Will fully homomorphic encryption break the big data market?

What is fully homomorphic encryption?

Fully homomorphic encryption (FHE), often considered the holy grail of cyber-security by the experts (Van Dijk and Juels, 2010)[1], is an emerging, but not new concept which allows computations on encrypted data.

Taking regular encryption, if the encrypted data would be required to be modified, the data would first need to be decrypted, altered with the desired computations and then re-encrypted.

FHE allows applications to perform the desired computations without ever having the need to decrypt the original data, preserving the end-to-end privacy.

Fully homomorphic encryption diagram

So what is the big deal about it?

Due to the nature of FHE not requiring the data to be decrypted to perform calculations, privacy becomes a lot easier, where users would be able to delegate computation to 3rd parties such as cloud providers, where the cloud provider wouldn't have access to the users data at all, keeping the secrets secret only for the data owner who has the private key.

In today's world, security plays a big part in our every day life, especially when it comes to online security. Take Google for example, in the midst of 2010, a Google employee was fired for reportedly accessing communications of at least four minors with Google accounts, spying on Google Voice call logs, chat transcripts and contact lists[2]. All of our messages, photos, even our life revolve around the internet in one form or another.

An implementation of FHE might have prevented this, where messages exchanged would have been performed over some FHE supported protocol, where the data is only readable by the data owner, but communication could still proceed via the use of FHEs unique behaviour of being able to compute on encrypted data.

Drawbacks of fully homomorphic encryption

The main problem with fully homomorphic encryption at this day and age is performance. Simply put, FHE is currently quite inefficient. Some simple operations can take anywhere from seconds to hours[3]. There are trade-offs to speed it up, but at the cost of utility, and vice-versa, sacrificing performance for better utility. The security could also be traded for better performance and utility, but what's the point? This sort of becomes quite similar to the CAP theorem within databases, where any distributed data store can only provide two of the following three guarantees: consistency, availability, partition tolerance. Or in FHEs terms, performance, utility, protection.

FHE and the big data market

An internet user may not think twice about the data that they share on the internet. However, the tin-foil security people will know how big the big data market actually is. In U.S. alone, the big data market is estimated at $50.1 billion in 2021, with predictions that it will reach $234.6 billion by 2026[4].

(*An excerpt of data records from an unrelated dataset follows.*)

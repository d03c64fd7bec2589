//! Town registry: creates, tracks, lists, and deletes towns.

use std::collections::HashMap;

use covey_protocol::{TownId, TownSummary};
use rand::Rng;
use rand::distr::Alphanumeric;

use crate::town::spawn_town;
use crate::{TownConfig, TownError, TownHandle};

/// What the creator of a town gets back. The password is shown exactly
/// once, here; it is never listed or logged.
#[derive(Debug, Clone)]
pub struct CreatedTown {
    pub town_id: TownId,
    pub update_password: String,
    pub handle: TownHandle,
}

/// Every live town, keyed by id.
///
/// This is the entry point for town operations from the service layer.
/// It only maps ids to handles; all per-town state lives in the town
/// actors.
pub struct TownRegistry {
    towns: HashMap<TownId, TownHandle>,
    config: TownConfig,
}

impl Default for TownRegistry {
    fn default() -> Self {
        Self::new(TownConfig::default())
    }
}

impl TownRegistry {
    /// Creates an empty registry.
    pub fn new(config: TownConfig) -> Self {
        Self {
            towns: HashMap::new(),
            config,
        }
    }

    /// Creates a town, starts its actor, and registers it.
    ///
    /// The id is unique among live towns. The caller is expected to have
    /// rejected blank names already.
    ///
    /// # Errors
    /// - [`TownError::InvalidConfig`] if the registry's config fails
    ///   [`TownConfig::validate`]
    /// - [`TownError::IdSpaceExhausted`] if no free id was found
    pub fn create_town(
        &mut self,
        friendly_name: impl Into<String>,
        is_public: bool,
    ) -> Result<CreatedTown, TownError> {
        self.config.validate()?;
        let town_id = unique_town_id(
            &self.towns,
            &self.config.town_id_alphabet,
            self.config.town_id_len,
        )?;
        let update_password = generate_password(self.config.password_len);

        let handle = spawn_town(
            town_id.clone(),
            friendly_name.into(),
            is_public,
            update_password.clone(),
            self.config.channel_size,
        );
        self.towns.insert(town_id.clone(), handle.clone());

        tracing::info!(%town_id, is_public, towns = self.towns.len(), "town created");
        Ok(CreatedTown {
            town_id,
            update_password,
            handle,
        })
    }

    /// Returns a handle to the live town with this id.
    pub fn lookup(&self, town_id: &TownId) -> Option<TownHandle> {
        self.towns.get(town_id).cloned()
    }

    /// Lists public towns, ordered by id.
    ///
    /// Towns that fail to answer (e.g. mid-deletion) are skipped.
    pub async fn list_public_towns(&self) -> Vec<TownSummary> {
        let mut towns = Vec::with_capacity(self.towns.len());
        for handle in self.towns.values() {
            if let Ok(info) = handle.info().await {
                if info.is_public {
                    towns.push(info.summary());
                }
            }
        }
        towns.sort_by(|a, b| a.town_id.cmp(&b.town_id));
        towns
    }

    /// Applies a metadata update. Returns `false` if the town does not
    /// exist, the password is wrong, or the new name is blank. The caller
    /// cannot tell these apart.
    pub async fn update_town(
        &self,
        town_id: &TownId,
        password: &str,
        friendly_name: Option<String>,
        is_public: Option<bool>,
    ) -> bool {
        let Some(handle) = self.towns.get(town_id) else {
            return false;
        };
        handle
            .update_metadata(password, friendly_name, is_public)
            .await
            .unwrap_or(false)
    }

    /// Deletes a town if `password` matches: every listener is told the
    /// town is gone, the town is emptied, and it leaves the registry.
    ///
    /// Returns `false`, changing nothing, for an unknown town or a wrong
    /// password.
    pub async fn delete_town(&mut self, town_id: &TownId, password: &str) -> bool {
        let Some(handle) = self.towns.get(town_id) else {
            return false;
        };

        match handle.destroy(password).await {
            Ok(true) => {
                self.towns.remove(town_id);
                tracing::info!(%town_id, towns = self.towns.len(), "town deleted");
                true
            }
            Ok(false) => false,
            Err(e) => {
                tracing::warn!(%town_id, error = %e, "dropping unresponsive town");
                self.towns.remove(town_id);
                false
            }
        }
    }

    /// Returns the number of live towns.
    pub fn town_count(&self) -> usize {
        self.towns.len()
    }
}

/// Random draws made before giving up on finding a free id.
const MAX_ID_ATTEMPTS: usize = 64;

/// Draws random ids from `alphabet` until one is not in use.
///
/// Fails fast when every possible id is taken, and gives up after
/// [`MAX_ID_ATTEMPTS`] draws when the space is merely crowded.
fn unique_town_id<V>(
    existing: &HashMap<TownId, V>,
    alphabet: &str,
    len: usize,
) -> Result<TownId, TownError> {
    let chars: Vec<char> = alphabet.chars().collect();
    if chars.is_empty() || len == 0 {
        return Err(TownError::InvalidConfig(
            "town ids need a non-empty alphabet and length".into(),
        ));
    }

    let mut distinct = chars.clone();
    distinct.sort_unstable();
    distinct.dedup();
    let capacity = u32::try_from(len)
        .ok()
        .and_then(|len| distinct.len().checked_pow(len));
    if capacity.is_some_and(|capacity| capacity <= existing.len()) {
        return Err(TownError::IdSpaceExhausted);
    }

    let mut rng = rand::rng();
    for _ in 0..MAX_ID_ATTEMPTS {
        let candidate: String = (0..len)
            .map(|_| chars[rng.random_range(0..chars.len())])
            .collect();
        let candidate = TownId(candidate);
        if !existing.contains_key(&candidate) {
            return Ok(candidate);
        }
    }
    Err(TownError::IdSpaceExhausted)
}

fn generate_password(len: usize) -> String {
    rand::rng()
        .sample_iter(&Alphanumeric)
        .take(len)
        .map(char::from)
        .collect()
}

#[cfg(test)]
mod tests {
    use super::*;

    #[test]
    fn test_unique_town_id_uses_alphabet_and_length() {
        let id = unique_town_id::<()>(&HashMap::new(), "0123456789ABCDEF", 8).unwrap();

        assert_eq!(id.as_str().len(), 8);
        assert!(id.as_str().chars().all(|c| c.is_ascii_hexdigit()));
        assert!(!id.as_str().chars().any(|c| c.is_ascii_lowercase()));
    }

    #[test]
    fn test_unique_town_id_skips_taken_ids() {
        let mut existing = HashMap::new();
        existing.insert(TownId::from("A"), ());

        for _ in 0..20 {
            assert_eq!(unique_town_id(&existing, "AB", 1).unwrap(), TownId::from("B"));
        }
    }

    #[test]
    fn test_unique_town_id_empty_alphabet_returns_invalid_config() {
        let result = unique_town_id::<()>(&HashMap::new(), "", 4);
        assert!(matches!(result, Err(TownError::InvalidConfig(_))));
    }

    #[test]
    fn test_unique_town_id_zero_length_returns_invalid_config() {
        let result = unique_town_id::<()>(&HashMap::new(), "ABC", 0);
        assert!(matches!(result, Err(TownError::InvalidConfig(_))));
    }

    #[test]
    fn test_unique_town_id_full_space_returns_exhausted() {
        let mut existing = HashMap::new();
        existing.insert(TownId::from("A"), ());
        existing.insert(TownId::from("B"), ());

        let result = unique_town_id(&existing, "ABBA", 1);

        assert!(matches!(result, Err(TownError::IdSpaceExhausted)));
    }

    #[tokio::test]
    async fn test_create_town_one_char_alphabet_second_create_returns_error() {
        let mut registry = TownRegistry::new(TownConfig {
            town_id_alphabet: "A".into(),
            town_id_len: 1,
            ..TownConfig::default()
        });

        let first = registry.create_town("First", true).unwrap();
        let second = registry.create_town("Second", true);

        assert_eq!(first.town_id, TownId::from("A"));
        assert!(matches!(second, Err(TownError::IdSpaceExhausted)));
        assert_eq!(registry.town_count(), 1);
    }

    #[tokio::test]
    async fn test_create_town_zero_length_ids_returns_error() {
        let mut registry = TownRegistry::new(TownConfig {
            town_id_len: 0,
            ..TownConfig::default()
        });

        let result = registry.create_town("Lobby", true);

        assert!(matches!(result, Err(TownError::InvalidConfig(_))));
        assert_eq!(registry.town_count(), 0);
    }

    #[test]
    fn test_generate_password_is_alphanumeric() {
        let password = generate_password(24);

        assert_eq!(password.len(), 24);
        assert!(password.chars().all(|c| c.is_ascii_alphanumeric()));
    }

    #[test]
    fn test_generate_password_differs_each_call() {
        assert_ne!(generate_password(24), generate_password(24));
    }

    #[tokio::test]
    async fn test_create_town_registers_and_lists() {
        let mut registry = TownRegistry::default();

        let created = registry.create_town("Lobby", true).unwrap();

        assert_eq!(registry.town_count(), 1);
        assert!(registry.lookup(&created.town_id).is_some());
        let listed = registry.list_public_towns().await;
        assert_eq!(listed.len(), 1);
        assert_eq!(listed[0].friendly_name, "Lobby");
        assert_eq!(listed[0].occupancy, 0);
    }

    #[tokio::test]
    async fn test_delete_town_wrong_password_keeps_town() {
        let mut registry = TownRegistry::default();
        let created = registry.create_town("Lobby", true).unwrap();

        assert!(!registry.delete_town(&created.town_id, "nope").await);
        assert!(registry.lookup(&created.town_id).is_some());

        assert!(
            registry
                .delete_town(&created.town_id, &created.update_password)
                .await
        );
        assert!(registry.lookup(&created.town_id).is_none());
    }

    #[tokio::test]
    async fn test_update_town_unknown_id_returns_false() {
        let registry = TownRegistry::default();
        assert!(
            !registry
                .update_town(&TownId::from("00000000"), "pw", None, Some(false))
                .await
        );
    }
}
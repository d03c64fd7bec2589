//! The session record.

use covey_protocol::PlayerId;

/// One occupant's binding to a town.
///
/// A session is created when a join is reserved, before the video token
/// exists. Until [`video_token`](Self::video_token) is filled in, the
/// session is *pending*: the player holds a place in the town but nobody
/// has been told about them and the token cannot open a live connection.
#[derive(Debug, Clone, PartialEq, Eq)]
pub struct Session {
    /// The secret the client presents when opening its live connection.
    /// 32 hex characters, 128 bits of randomness.
    pub token: String,

    /// The player this session belongs to. The player record itself is
    /// owned by the town and is retired together with this session.
    pub player_id: PlayerId,

    /// Access token for the town's video channel, once provisioned.
    pub video_token: Option<String>,
}

impl Session {
    /// Returns `true` while the video token is still being fetched.
    pub fn is_pending(&self) -> bool {
        self.video_token.is_none()
    }
}
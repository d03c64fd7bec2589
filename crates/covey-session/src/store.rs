//! Per-town session storage.
//!
//! # Concurrency note
//!
//! `SessionStore` is a plain map with no locking. Each town actor owns
//! exactly one and is the only code that ever touches it.

use std::collections::HashMap;

use covey_protocol::PlayerId;
use rand::Rng;

use crate::{Session, SessionError};

/// Issues and tracks the sessions of one town.
///
/// ```text
/// create() ──→ [pending] ──attach_video_token()──→ [live] ──remove()──→ gone
///                  │                                                 ↑
///                  └──────────────────remove()───────────────────────┘
/// ```
///
/// Retired tokens are not remembered. Tokens carry 128 random bits, so
/// the chance of a retired token coming back is negligible (about 2^-64
/// even after 2^32 sessions), and memory stays proportional to the
/// current sessions rather than to every join the town has ever seen.
/// A fresh token is only checked against the current sessions.
#[derive(Debug, Default)]
pub struct SessionStore {
    /// Live and pending sessions, keyed by token.
    sessions: HashMap<String, Session>,
}

impl SessionStore {
    /// Creates an empty store.
    pub fn new() -> Self {
        Self::default()
    }

    /// Creates a pending session for `player_id` and returns it.
    pub fn create(&mut self, player_id: PlayerId) -> &Session {
        let mut token = generate_token();
        while self.sessions.contains_key(&token) {
            token = generate_token();
        }

        tracing::debug!(%player_id, "session issued");
        self.sessions.entry(token.clone()).or_insert(Session {
            token,
            player_id,
            video_token: None,
        })
    }

    /// Stores the video token on a pending session, making it live.
    ///
    /// # Errors
    /// Returns [`SessionError::InvalidToken`] if the session no longer
    /// exists (it was removed while the video token was being fetched).
    pub fn attach_video_token(
        &mut self,
        token: &str,
        video_token: String,
    ) -> Result<&Session, SessionError> {
        let session = self
            .sessions
            .get_mut(token)
            .ok_or(SessionError::InvalidToken)?;
        session.video_token = Some(video_token);
        Ok(session)
    }

    /// Returns the live (non-pending) session for `token`.
    ///
    /// # Errors
    /// Returns [`SessionError::InvalidToken`] for unknown, retired, and
    /// pending tokens alike.
    pub fn authenticate(&self, token: &str) -> Result<&Session, SessionError> {
        self.sessions
            .get(token)
            .filter(|session| !session.is_pending())
            .ok_or(SessionError::InvalidToken)
    }

    /// Retires a session. Returns `None` if it was already gone, which
    /// makes repeated removal harmless.
    pub fn remove(&mut self, token: &str) -> Option<Session> {
        self.sessions.remove(token)
    }

    /// Retires every session at once, returning them.
    pub fn drain(&mut self) -> Vec<Session> {
        self.sessions.drain().map(|(_, session)| session).collect()
    }

    /// Iterates over all current sessions in no particular order.
    pub fn iter(&self) -> impl Iterator<Item = &Session> {
        self.sessions.values()
    }

    /// Returns the number of current sessions (pending or live).
    pub fn len(&self) -> usize {
        self.sessions.len()
    }

    /// Returns `true` if there are no current sessions.
    pub fn is_empty(&self) -> bool {
        self.sessions.is_empty()
    }
}

/// Generates a random 32-character hex string (128 bits of entropy).
pub(crate) fn generate_token() -> String {
    let bytes: [u8; 16] = rand::rng().random();
    bytes.iter().map(|b| format!("{b:02x}")).collect()
}

// =========================================================================
// Tests
// =========================================================================

#[cfg(test)]
mod tests {
    use super::*;

    fn pid(id: u64) -> PlayerId {
        PlayerId(id)
    }

    // =====================================================================
    // create()
    // =====================================================================

    #[test]
    fn test_create_returns_pending_session_with_hex_token() {
        let mut store = SessionStore::new();

        let session = store.create(pid(1));

        assert!(session.is_pending());
        assert_eq!(session.player_id, pid(1));
        assert_eq!(session.token.len(), 32);
        assert!(session.token.chars().all(|c| c.is_ascii_hexdigit()));
    }

    #[test]
    fn test_create_same_player_twice_gets_distinct_tokens() {
        let mut store = SessionStore::new();

        let first = store.create(pid(1)).token.clone();
        let second = store.create(pid(1)).token.clone();

        assert_ne!(first, second);
        assert_eq!(store.len(), 2);
    }

    // =====================================================================
    // attach_video_token() / authenticate()
    // =====================================================================

    #[test]
    fn test_authenticate_pending_session_returns_invalid_token() {
        let mut store = SessionStore::new();
        let token = store.create(pid(1)).token.clone();

        let result = store.authenticate(&token);

        assert!(matches!(result, Err(SessionError::InvalidToken)));
    }

    #[test]
    fn test_attach_video_token_makes_session_live() {
        let mut store = SessionStore::new();
        let token = store.create(pid(1)).token.clone();

        store
            .attach_video_token(&token, "video-1".into())
            .expect("session exists");

        let session = store.authenticate(&token).expect("should be live");
        assert_eq!(session.video_token.as_deref(), Some("video-1"));
    }

    #[test]
    fn test_attach_video_token_after_remove_returns_invalid_token() {
        let mut store = SessionStore::new();
        let token = store.create(pid(1)).token.clone();
        store.remove(&token);

        let result = store.attach_video_token(&token, "late".into());

        assert!(matches!(result, Err(SessionError::InvalidToken)));
    }

    #[test]
    fn test_authenticate_unknown_token_returns_invalid_token() {
        let store = SessionStore::new();
        assert!(matches!(
            store.authenticate("deadbeef"),
            Err(SessionError::InvalidToken)
        ));
    }

    // =====================================================================
    // remove() / drain()
    // =====================================================================

    #[test]
    fn test_remove_retires_token_for_good() {
        let mut store = SessionStore::new();
        let token = store.create(pid(1)).token.clone();
        store.attach_video_token(&token, "v".into()).unwrap();

        assert!(store.remove(&token).is_some());

        assert!(store.authenticate(&token).is_err());
        assert!(store.attach_video_token(&token, "again".into()).is_err());
        assert!(store.is_empty());
    }

    #[test]
    fn test_remove_twice_is_noop() {
        let mut store = SessionStore::new();
        let token = store.create(pid(1)).token.clone();

        assert!(store.remove(&token).is_some());
        assert!(store.remove(&token).is_none());
        assert!(store.is_empty());
    }

    #[test]
    fn test_removed_token_is_not_reissued() {
        let mut store = SessionStore::new();
        let token = store.create(pid(1)).token.clone();
        store.remove(&token);

        for i in 0..100 {
            assert_ne!(store.create(pid(i)).token, token);
        }
        assert_eq!(store.len(), 100);
    }

    #[test]
    fn test_drain_empties_store() {
        let mut store = SessionStore::new();
        store.create(pid(1));
        store.create(pid(2));

        let drained = store.drain();

        assert_eq!(drained.len(), 2);
        assert!(store.is_empty());
    }
}
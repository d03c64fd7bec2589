//! Codecs: turning wire types into bytes and back.
//!
//! The server never touches `serde_json` directly. It holds something that
//! implements [`Codec`], so a binary format can replace JSON later without
//! changing the connection handler.

use serde::{de::DeserializeOwned, Serialize};

use crate::ProtocolError;

/// Encodes values to bytes and decodes bytes to values.
///
/// `Send + Sync + 'static` because one codec instance is shared by every
/// connection task for the lifetime of the server.
pub trait Codec: Send + Sync + 'static {
    /// Serializes a value into bytes.
    ///
    /// # Errors
    /// Returns [`ProtocolError::Encode`] if the value cannot be
    /// represented in this format.
    fn encode<T: Serialize>(&self, value: &T) -> Result<Vec<u8>, ProtocolError>;

    /// Deserializes bytes into a value.
    ///
    /// # Errors
    /// Returns [`ProtocolError::Decode`] if the bytes are malformed or
    /// describe a different type.
    fn decode<T: DeserializeOwned>(&self, data: &[u8]) -> Result<T, ProtocolError>;
}

/// A [`Codec`] backed by `serde_json`.
///
/// Browser clients speak JSON natively, so this is the default.
///
/// ```rust
/// use covey_protocol::{Codec, ControlMessage, Envelope, JsonCodec};
///
/// let codec = JsonCodec;
/// let envelope = Envelope::control(1, ControlMessage::ListTowns);
///
/// let bytes = codec.encode(&envelope).unwrap();
/// let decoded: Envelope = codec.decode(&bytes).unwrap();
/// assert_eq!(envelope, decoded);
/// ```
#[cfg(feature = "json")]
#[derive(Debug, Clone, Copy, Default)]
pub struct JsonCodec;

#[cfg(feature = "json")]
impl Codec for JsonCodec {
    fn encode<T: Serialize>(&self, value: &T) -> Result<Vec<u8>, ProtocolError> {
        serde_json::to_vec(value).map_err(ProtocolError::Encode)
    }

    fn decode<T: DeserializeOwned>(&self, data: &[u8]) -> Result<T, ProtocolError> {
        serde_json::from_slice(data).map_err(ProtocolError::Decode)
    }
}

#[cfg(all(test, feature = "json"))]
mod tests {
    use super::*;
    use crate::{Envelope, LiveMessage, Payload};

    #[test]
    fn test_json_codec_decodes_client_frame() {
        let frame = br#"{
            "seq": 0,
            "timestamp": 0,
            "payload": {
                "type": "Live",
                "data": { "type": "Disconnect", "reason": "tab closed" }
            }
        }"#;

        let envelope: Envelope = JsonCodec.decode(frame).unwrap();

        assert_eq!(
            envelope.payload,
            Payload::Live(LiveMessage::Disconnect {
                reason: "tab closed".into()
            })
        );
    }

    #[test]
    fn test_json_codec_garbage_returns_decode_error() {
        let result: Result<Envelope, _> = JsonCodec.decode(b"not json");
        assert!(matches!(result, Err(ProtocolError::Decode(_))));
    }
}
//! Town sessions for Covey.
//!
//! A session is what a successful join hands back: an unguessable token
//! that later authenticates the live connection, bound to one player and
//! one video-access token.
//!
//! - [`SessionStore`] issues, looks up, and retires sessions for one town.
//! - [`VideoTokenProvider`] is the external video service, reduced to the
//!   single call the town needs.
//!
//! # How it fits in the stack
//!
//! ```text
//! Town layer (above)  ← owns one SessionStore per town
//!     ↕
//! Session layer (this crate)  ← tokens and video provisioning
//!     ↕
//! Protocol layer (below)  ← provides TownId, PlayerId
//! ```

#![allow(async_fn_in_trait)]

mod error;
mod session;
mod store;
mod video;

pub use error::SessionError;
pub use session::Session;
pub use store::SessionStore;
pub use video::{LocalVideoProvider, VideoTokenProvider};
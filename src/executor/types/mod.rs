//! Type definitions for the executor
//!
//! - AST nodes (`Stmt`, `Expr`) produced by the parser
//! - Control flow and execution frames (`Control`, `Frame`, `FrameKind`)
//! - Per-frame phase enums tracking micro-steps within a node

pub mod ast;
pub mod control;
pub mod phase;

pub use ast::{
    AssignOp, AssignTarget, BinOp, CatchClause, Expr, FunctionDef, LogicOp, Stmt, UnaryOp,
};
pub use control::{CallFrame, CalleeKind, CollectKind, Control, Frame, FrameKind};
pub use phase::*;
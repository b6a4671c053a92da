//! Cadence: a resumable, host-arbitrated scripting runtime.
//!
//! Source compiles once into an immutable [`Program`]; running it yields
//! a [`Progress`] that either completes or pauses at a boundary — an
//! external function call, an OS operation, or an await over unresolved
//! futures. Paused state is an owned, serializable [`Snapshot`] (or
//! [`FutureSnapshot`]) the host resumes with a result or an injected
//! exception, in this process or another one.
//!
//! ```
//! use cadence_core::{ExternalResult, Program, Progress, Value};
//!
//! let program = Program::compile(
//!     "add_one(x)",
//!     "example.cd",
//!     vec!["x".into()],
//!     vec!["add_one".into()],
//! )
//! .unwrap();
//!
//! let progress = program.start(vec![Value::Int(5)]).unwrap();
//! let (name, args, _, call_id, _, mut snapshot) = progress.into_function_call().unwrap();
//! assert_eq!(name, "add_one");
//! assert_eq!(args, vec![Value::Int(5)]);
//!
//! let done = snapshot
//!     .resume(call_id, ExternalResult::Return(Value::Int(6)))
//!     .unwrap();
//! assert!(matches!(done, Progress::Complete(Value::Int(6))));
//! ```

pub mod cli;
pub mod codec;
pub mod error;
pub mod executor;
pub mod parser;
mod persist;
pub mod program;
pub mod snapshot;
pub mod value;

pub use error::{CompileError, CompileErrorKind, FormatError, Location, UsageError};
pub use executor::{Builtin, OsFunction};
pub use program::Program;
pub use snapshot::{ExternalResult, FutureSnapshot, Progress, Snapshot};
pub use value::{CallId, ExcKind, ExceptionValue, TraceFrame, Value};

Big data is generated from a variety of sources, such as, RFID readers, social networks, sensor networks, internet text and documents, call registers, internet search indexing, scientific research studies, medical records, military surveillance, and eCommerce among others. Big data comprises gathering, analyzing, and using massive amounts of digital information to improve business operations, such as: Getting a 360-degree view of their audiences.

Big data life-cycle

Big data also comes with a risk. If data falls into the wrong hands, it can be used for targeted phishing, scams and spread disinformation[5]. Every year the number of data breaches increase, which just shows how important it is to keeping our data secure.

With the help of FHE, people would be able to ensure the safety of their data within sites such as social media or even within the government. This begs the question: what will happen to the big data companies if FHE becomes a modern practice and the performance issues have been resolved?

How would the big data companies be able to harvest the data if the data is encrypted? Without having access to the decrypted data, big data companies would not be able to perform the normal processing of data, no phone number extractions, no medical records, no usable digital information. This would surely spell out a disaster for them, as their data is no longer a 360-degree view of the audience, but rather of some scrambled nonsense bits and bytes. Benefit for the common internet user, destroying the big data market.

On the other hand, there may be a push to focus elsewhere. Rather than the actual information, big data could shift their focus to the functions performed on the data. A move towards processing and analysing the functions performed on data encrypted with FHE could still allow analysis and processing of data, but move the focus towards what is actually being done with the data.

Because companies now wouldn't be dealing with what may have been private users data, this could even spark a wider boom in the big data market, where it's easier for companies to be on track in terms of different laws and governance around data, such as GDPR, and making data breaches far less impactful for the regular customers.

But for now, we are still far away from this dream that fully homomorphic encryption promises us.